To abandon predictive process theology and subscribe to more adaptive empirical tool bag can take some adjustment. The heavy emphasis on small, highly functional, potentially high performing teams helps tremendously in the beginning when everyone is equally unsure. But in short weeks you will see the types of exciting results that will fill in the blanks and make it all make brilliant sense. It is so very different to work at in and around companies that use 21st century organizational and cultural models. They have problems for sure, but they are not at all the same problems facing those companies that are stuck in 1900's best practices.
So, what about you? Where do you stand on the topic? Where does your company stand on the topic?
Do you still have this stuff going on in your life? In your head? At work?
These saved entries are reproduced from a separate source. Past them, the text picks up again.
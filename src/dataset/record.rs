use std::borrow::Cow;
use std::collections::{BTreeMap, HashMap};
use std::hash::BuildHasher;

use super::DatasetError;

/// A parsed point record exposing named string attributes.
///
/// This is the read-path interface consumed by
/// [`Dataset::append_point`](super::Dataset::append_point). The XML reader
/// implements it directly over quick-xml start tags; maps and attribute
/// pair slices implement it for callers that already hold decoded records.
pub trait AttributeSource {
    /// Return the value of attribute `name`, or `None` if it is absent
    fn attribute(&self, name: &str) -> Result<Option<Cow<'_, str>>, DatasetError>;
}

impl<S: BuildHasher> AttributeSource for HashMap<String, String, S> {
    fn attribute(&self, name: &str) -> Result<Option<Cow<'_, str>>, DatasetError> {
        Ok(self.get(name).map(|v| Cow::Borrowed(v.as_str())))
    }
}

impl AttributeSource for BTreeMap<String, String> {
    fn attribute(&self, name: &str) -> Result<Option<Cow<'_, str>>, DatasetError> {
        Ok(self.get(name).map(|v| Cow::Borrowed(v.as_str())))
    }
}

impl<'a> AttributeSource for [(&'a str, &'a str)] {
    fn attribute(&self, name: &str) -> Result<Option<Cow<'_, str>>, DatasetError> {
        Ok(self
            .iter()
            .find(|(key, _)| *key == name)
            .map(|(_, value)| Cow::Borrowed(*value)))
    }
}

impl<'a, const N: usize> AttributeSource for [(&'a str, &'a str); N] {
    fn attribute(&self, name: &str) -> Result<Option<Cow<'_, str>>, DatasetError> {
        self.as_slice().attribute(name)
    }
}
#![no_main]

use libfuzzer_sys::fuzz_target;
use svdataset::xml::{DatasetReader, XmlLayout};

fuzz_target!(|data: &[u8]| {
    // Arbitrary input must either parse or fail gracefully, never panic
    let mut reader = DatasetReader::new(data);

    for _ in 0..100 {
        match reader.next_dataset() {
            Ok(Some(dataset)) => {
                // Anything we accept must also serialize
                let mut out = Vec::new();
                let _ = dataset.write_xml(&mut out, &XmlLayout::default());
                let _ = dataset.instants().count();
            }
            Ok(None) => break,
            Err(_) => break,
        }
    }
});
My post today is sponsored by Toptal Web developers network , check them out. They are trying hard to help keep the noise down to a minimum when you are serious about getting work done, so are they. I am looking forward to meeting with them next week to see if we might work together. Top 3% of the developers at market? I think I will measure up! High fives of awesome you awesome people, cheers, -James
Work for yourself and you’ll never be unemployed.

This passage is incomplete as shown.